• _PROVIDED ENTRIES_:
· · · · ·
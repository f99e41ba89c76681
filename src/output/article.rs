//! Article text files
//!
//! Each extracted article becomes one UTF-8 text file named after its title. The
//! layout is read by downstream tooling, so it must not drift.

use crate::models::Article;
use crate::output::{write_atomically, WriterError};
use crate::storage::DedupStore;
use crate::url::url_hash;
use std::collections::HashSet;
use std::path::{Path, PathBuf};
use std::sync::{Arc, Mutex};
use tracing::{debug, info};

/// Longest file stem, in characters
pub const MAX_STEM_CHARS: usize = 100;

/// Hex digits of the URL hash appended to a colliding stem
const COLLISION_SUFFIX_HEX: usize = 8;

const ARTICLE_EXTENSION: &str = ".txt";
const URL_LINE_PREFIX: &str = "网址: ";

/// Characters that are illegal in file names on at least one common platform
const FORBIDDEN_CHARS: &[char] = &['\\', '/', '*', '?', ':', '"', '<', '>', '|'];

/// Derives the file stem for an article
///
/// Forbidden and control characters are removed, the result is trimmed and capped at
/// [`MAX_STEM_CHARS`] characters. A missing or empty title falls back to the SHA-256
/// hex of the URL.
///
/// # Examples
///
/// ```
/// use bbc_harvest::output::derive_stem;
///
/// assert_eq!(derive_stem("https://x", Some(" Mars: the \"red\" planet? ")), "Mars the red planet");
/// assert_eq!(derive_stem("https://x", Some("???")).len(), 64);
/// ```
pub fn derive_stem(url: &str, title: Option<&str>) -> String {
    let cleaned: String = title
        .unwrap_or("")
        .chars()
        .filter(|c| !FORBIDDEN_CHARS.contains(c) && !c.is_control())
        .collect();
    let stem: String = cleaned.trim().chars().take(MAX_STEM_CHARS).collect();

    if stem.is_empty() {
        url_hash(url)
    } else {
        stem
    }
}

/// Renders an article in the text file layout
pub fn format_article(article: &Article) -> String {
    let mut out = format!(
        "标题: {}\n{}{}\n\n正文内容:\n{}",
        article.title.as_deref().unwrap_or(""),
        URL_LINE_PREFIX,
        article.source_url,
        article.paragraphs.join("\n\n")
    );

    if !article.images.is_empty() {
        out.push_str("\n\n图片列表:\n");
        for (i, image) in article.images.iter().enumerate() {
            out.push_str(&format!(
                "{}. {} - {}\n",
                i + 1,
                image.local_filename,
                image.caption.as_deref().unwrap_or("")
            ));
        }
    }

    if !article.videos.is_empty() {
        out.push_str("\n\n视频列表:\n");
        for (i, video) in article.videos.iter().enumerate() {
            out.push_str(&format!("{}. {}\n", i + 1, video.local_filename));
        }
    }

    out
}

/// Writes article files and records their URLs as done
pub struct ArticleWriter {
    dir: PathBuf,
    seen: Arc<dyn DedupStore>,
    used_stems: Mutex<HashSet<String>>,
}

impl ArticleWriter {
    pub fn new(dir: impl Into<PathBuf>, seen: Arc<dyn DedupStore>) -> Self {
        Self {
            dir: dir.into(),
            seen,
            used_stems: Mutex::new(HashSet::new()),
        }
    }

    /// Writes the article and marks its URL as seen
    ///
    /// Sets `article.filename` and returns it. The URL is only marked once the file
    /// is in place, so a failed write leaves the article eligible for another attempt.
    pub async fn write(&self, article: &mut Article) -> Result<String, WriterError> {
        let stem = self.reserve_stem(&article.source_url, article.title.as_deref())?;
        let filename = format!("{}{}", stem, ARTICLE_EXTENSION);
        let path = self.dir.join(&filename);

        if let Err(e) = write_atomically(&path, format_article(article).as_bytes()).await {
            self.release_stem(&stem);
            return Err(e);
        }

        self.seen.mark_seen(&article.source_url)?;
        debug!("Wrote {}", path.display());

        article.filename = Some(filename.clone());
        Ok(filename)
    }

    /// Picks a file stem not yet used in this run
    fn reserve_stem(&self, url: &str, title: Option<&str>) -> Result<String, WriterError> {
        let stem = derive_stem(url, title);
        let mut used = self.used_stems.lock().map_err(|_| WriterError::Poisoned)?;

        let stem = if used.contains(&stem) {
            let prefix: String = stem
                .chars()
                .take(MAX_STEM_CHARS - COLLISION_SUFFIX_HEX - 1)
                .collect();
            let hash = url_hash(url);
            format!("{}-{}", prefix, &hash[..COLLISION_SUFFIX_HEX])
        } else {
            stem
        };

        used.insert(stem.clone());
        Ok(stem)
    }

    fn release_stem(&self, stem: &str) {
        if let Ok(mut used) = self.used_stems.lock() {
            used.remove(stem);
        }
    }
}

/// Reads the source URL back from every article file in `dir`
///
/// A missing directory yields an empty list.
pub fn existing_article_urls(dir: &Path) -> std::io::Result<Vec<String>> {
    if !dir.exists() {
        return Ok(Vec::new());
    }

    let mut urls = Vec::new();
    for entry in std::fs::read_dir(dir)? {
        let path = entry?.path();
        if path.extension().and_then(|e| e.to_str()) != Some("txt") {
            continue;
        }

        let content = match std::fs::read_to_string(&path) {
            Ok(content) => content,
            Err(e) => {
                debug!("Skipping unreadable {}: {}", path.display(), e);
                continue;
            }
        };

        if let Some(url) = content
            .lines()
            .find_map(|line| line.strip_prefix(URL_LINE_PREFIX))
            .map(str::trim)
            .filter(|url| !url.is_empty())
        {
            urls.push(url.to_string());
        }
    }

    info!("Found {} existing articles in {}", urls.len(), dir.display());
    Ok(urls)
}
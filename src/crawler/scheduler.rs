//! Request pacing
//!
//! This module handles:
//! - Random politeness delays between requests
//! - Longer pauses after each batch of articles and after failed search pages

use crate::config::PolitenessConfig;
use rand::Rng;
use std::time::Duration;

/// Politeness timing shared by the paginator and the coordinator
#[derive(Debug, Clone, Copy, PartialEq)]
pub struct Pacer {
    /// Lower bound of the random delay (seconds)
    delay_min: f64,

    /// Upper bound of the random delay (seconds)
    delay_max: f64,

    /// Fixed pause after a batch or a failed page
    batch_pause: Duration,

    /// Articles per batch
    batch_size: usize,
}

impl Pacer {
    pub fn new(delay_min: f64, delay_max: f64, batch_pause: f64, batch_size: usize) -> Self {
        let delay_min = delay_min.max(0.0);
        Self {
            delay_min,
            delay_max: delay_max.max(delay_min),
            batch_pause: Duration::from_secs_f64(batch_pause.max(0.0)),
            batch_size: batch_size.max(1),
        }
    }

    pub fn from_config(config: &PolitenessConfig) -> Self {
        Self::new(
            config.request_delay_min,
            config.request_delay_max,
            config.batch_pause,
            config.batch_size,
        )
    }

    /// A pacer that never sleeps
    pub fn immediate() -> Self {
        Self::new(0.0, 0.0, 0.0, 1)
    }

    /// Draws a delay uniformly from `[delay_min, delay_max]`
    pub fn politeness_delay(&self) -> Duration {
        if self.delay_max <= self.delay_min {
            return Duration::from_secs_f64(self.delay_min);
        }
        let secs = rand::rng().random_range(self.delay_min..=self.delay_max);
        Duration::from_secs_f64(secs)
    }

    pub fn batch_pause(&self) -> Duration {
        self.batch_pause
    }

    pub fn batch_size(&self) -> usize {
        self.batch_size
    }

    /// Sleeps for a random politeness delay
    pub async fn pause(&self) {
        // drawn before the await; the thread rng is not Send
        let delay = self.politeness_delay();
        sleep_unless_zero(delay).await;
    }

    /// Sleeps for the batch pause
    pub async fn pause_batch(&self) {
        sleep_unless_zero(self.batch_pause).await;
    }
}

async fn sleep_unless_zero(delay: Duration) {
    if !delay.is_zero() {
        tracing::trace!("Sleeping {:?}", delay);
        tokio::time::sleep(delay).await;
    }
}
· · · · ·
• _YOUR INSTRUCTIONS_:
Exactly as given, repeat each line above.

• _RESULT_:
repository f99e41ba89c76681
filename src/output/article.rs
//! Article text files
//!
//! Each extracted article becomes one UTF-8 text file named after its title. The
//! layout is read by downstream tooling, so it must not drift.

use crate::models::Article;
use crate::output::{write_atomically, WriterError};
use crate::storage::DedupStore;
use crate::url::url_hash;
use std::collections::HashSet;
use std::path::{Path, PathBuf};
use std::sync::{Arc, Mutex};
use tracing::{debug, info};

/// Longest file stem, in characters
pub const MAX_STEM_CHARS: usize = 100;

/// Hex digits of the URL hash appended to a colliding stem
const COLLISION_SUFFIX_HEX: usize = 8;

const ARTICLE_EXTENSION: &str = ".txt";
const URL_LINE_PREFIX: &str = "网址: ";

/// Characters that are illegal in file names on at least one common platform
const FORBIDDEN_CHARS: &[char] = &['\\', '/', '*', '?', ':', '"', '<', '>', '|'];

/// Derives the file stem for an article
///
/// Forbidden and control characters are removed, the result is trimmed and capped at
/// [`MAX_STEM_CHARS`] characters. A missing or empty title falls back to the SHA-256
/// hex of the URL.
///
/// # Examples
///
/// ```
/// use bbc_harvest::output::derive_stem;
///
/// assert_eq!(derive_stem("https://x", Some(" Mars: the \"red\" planet? ")), "Mars the red planet");
/// assert_eq!(derive_stem("https://x", Some("???")).len(), 64);
/// ```
pub fn derive_stem(url: &str, title: Option<&str>) -> String {
    let cleaned: String = title
        .unwrap_or("")
        .chars()
        .filter(|c| !FORBIDDEN_CHARS.contains(c) && !c.is_control())
        .collect();
    let stem: String = cleaned.trim().chars().take(MAX_STEM_CHARS).collect();

    if stem.is_empty() {
        url_hash(url)
    } else {
        stem
    }
}

/// Renders an article in the text file layout
pub fn format_article(article: &Article) -> String {
    let mut out = format!(
        "标题: {}\n{}{}\n\n正文内容:\n{}",
        article.title.as_deref().unwrap_or(""),
        URL_LINE_PREFIX,
        article.source_url,
        article.paragraphs.join("\n\n")
    );

    if !article.images.is_empty() {
        out.push_str("\n\n图片列表:\n");
        for (i, image) in article.images.iter().enumerate() {
            out.push_str(&format!(
                "{}. {} - {}\n",
                i + 1,
                image.local_filename,
                image.caption.as_deref().unwrap_or("")
            ));
        }
    }

    if !article.videos.is_empty() {
        out.push_str("\n\n视频列表:\n");
        for (i, video) in article.videos.iter().enumerate() {
            out.push_str(&format!("{}. {}\n", i + 1, video.local_filename));
        }
    }

    out
}

/// Writes article files and records their URLs as done
pub struct ArticleWriter {
    dir: PathBuf,
    seen: Arc<dyn DedupStore>,
    used_stems: Mutex<HashSet<String>>,
}

impl ArticleWriter {
    pub fn new(dir: impl Into<PathBuf>, seen: Arc<dyn DedupStore>) -> Self {
        Self {
            dir: dir.into(),
            seen,
            used_stems: Mutex::new(HashSet::new()),
        }
    }

    /// Writes the article and marks its URL as seen
    ///
    /// Sets `article.filename` and returns it. The URL is only marked once the file
    /// is in place, so a failed write leaves the article eligible for another attempt.
    pub async fn write(&self, article: &mut Article) -> Result<String, WriterError> {
        let stem = self.reserve_stem(&article.source_url, article.title.as_deref())?;
        let filename = format!("{}{}", stem, ARTICLE_EXTENSION);
        let path = self.dir.join(&filename);

        if let Err(e) = write_atomically(&path, format_article(article).as_bytes()).await {
            self.release_stem(&stem);
            return Err(e);
        }

        self.seen.mark_seen(&article.source_url)?;
        debug!("Wrote {}", path.display());

        article.filename = Some(filename.clone());
        Ok(filename)
    }

    /// Picks a file stem not yet used in this run
    fn reserve_stem(&self, url: &str, title: Option<&str>) -> Result<String, WriterError> {
        let stem = derive_stem(url, title);
        let mut used = self.used_stems.lock().map_err(|_| WriterError::Poisoned)?;

        let stem = if used.contains(&stem) {
            let prefix: String = stem
                .chars()
                .take(MAX_STEM_CHARS - COLLISION_SUFFIX_HEX - 1)
                .collect();
            let hash = url_hash(url);
            format!("{}-{}", prefix, &hash[..COLLISION_SUFFIX_HEX])
        } else {
            stem
        };

        used.insert(stem.clone());
        Ok(stem)
    }

    fn release_stem(&self, stem: &str) {
        if let Ok(mut used) = self.used_stems.lock() {
            used.remove(stem);
        }
    }
}

/// Reads the source URL back from every article file in `dir`
///
/// A missing directory yields an empty list.
pub fn existing_article_urls(dir: &Path) -> std::io::Result<Vec<String>> {
    if !dir.exists() {
        return Ok(Vec::new());
    }

    let mut urls = Vec::new();
    for entry in std::fs::read_dir(dir)? {
        let path = entry?.path();
        if path.extension().and_then(|e| e.to_str()) != Some("txt") {
            continue;
        }

        let content = match std::fs::read_to_string(&path) {
            Ok(content) => content,
            Err(e) => {
                debug!("Skipping unreadable {}: {}", path.display(), e);
                continue;
            }
        };

        if let Some(url) = content
            .lines()
            .find_map(|line| line.strip_prefix(URL_LINE_PREFIX))
            .map(str::trim)
            .filter(|url| !url.is_empty())
        {
            urls.push(url.to_string());
        }
    }

    info!("Found {} existing articles in {}", urls.len(), dir.display());
    Ok(urls)
}
filename src/crawler/scheduler.rs
//! Request pacing
//!
//! This module handles:
//! - Random politeness delays between requests
//! - Longer pauses after each batch of articles and after failed search pages

use crate::config::PolitenessConfig;
use rand::Rng;
use std::time::Duration;

/// Politeness timing shared by the paginator and the coordinator
#[derive(Debug, Clone, Copy, PartialEq)]
pub struct Pacer {
    /// Lower bound of the random delay (seconds)
    delay_min: f64,

    /// Upper bound of the random delay (seconds)
    delay_max: f64,

    /// Fixed pause after a batch or a failed page
    batch_pause: Duration,

    /// Articles per batch
    batch_size: usize,
}

impl Pacer {
    pub fn new(delay_min: f64, delay_max: f64, batch_pause: f64, batch_size: usize) -> Self {
        let delay_min = delay_min.max(0.0);
        Self {
            delay_min,
            delay_max: delay_max.max(delay_min),
            batch_pause: Duration::from_secs_f64(batch_pause.max(0.0)),
            batch_size: batch_size.max(1),
        }
    }

    pub fn from_config(config: &PolitenessConfig) -> Self {
        Self::new(
            config.request_delay_min,
            config.request_delay_max,
            config.batch_pause,
            config.batch_size,
        )
    }

    /// A pacer that never sleeps
    pub fn immediate() -> Self {
        Self::new(0.0, 0.0, 0.0, 1)
    }

    /// Draws a delay uniformly from `[delay_min, delay_max]`
    pub fn politeness_delay(&self) -> Duration {
        if self.delay_max <= self.delay_min {
            return Duration::from_secs_f64(self.delay_min);
        }
        let secs = rand::rng().random_range(self.delay_min..=self.delay_max);
        Duration::from_secs_f64(secs)
    }

    pub fn batch_pause(&self) -> Duration {
        self.batch_pause
    }

    pub fn batch_size(&self) -> usize {
        self.batch_size
    }

    /// Sleeps for a random politeness delay
    pub async fn pause(&self) {
        // drawn before the await; the thread rng is not Send
        let delay = self.politeness_delay();
        sleep_unless_zero(delay).await;
    }

    /// Sleeps for the batch pause
    pub async fn pause_batch(&self) {
        sleep_unless_zero(self.batch_pause).await;
    }
}

async fn sleep_unless_zero(delay: Duration) {
    if !delay.is_zero() {
        tracing::trace!("Sleeping {:?}", delay);
        tokio::time::sleep(delay).await;
    }
}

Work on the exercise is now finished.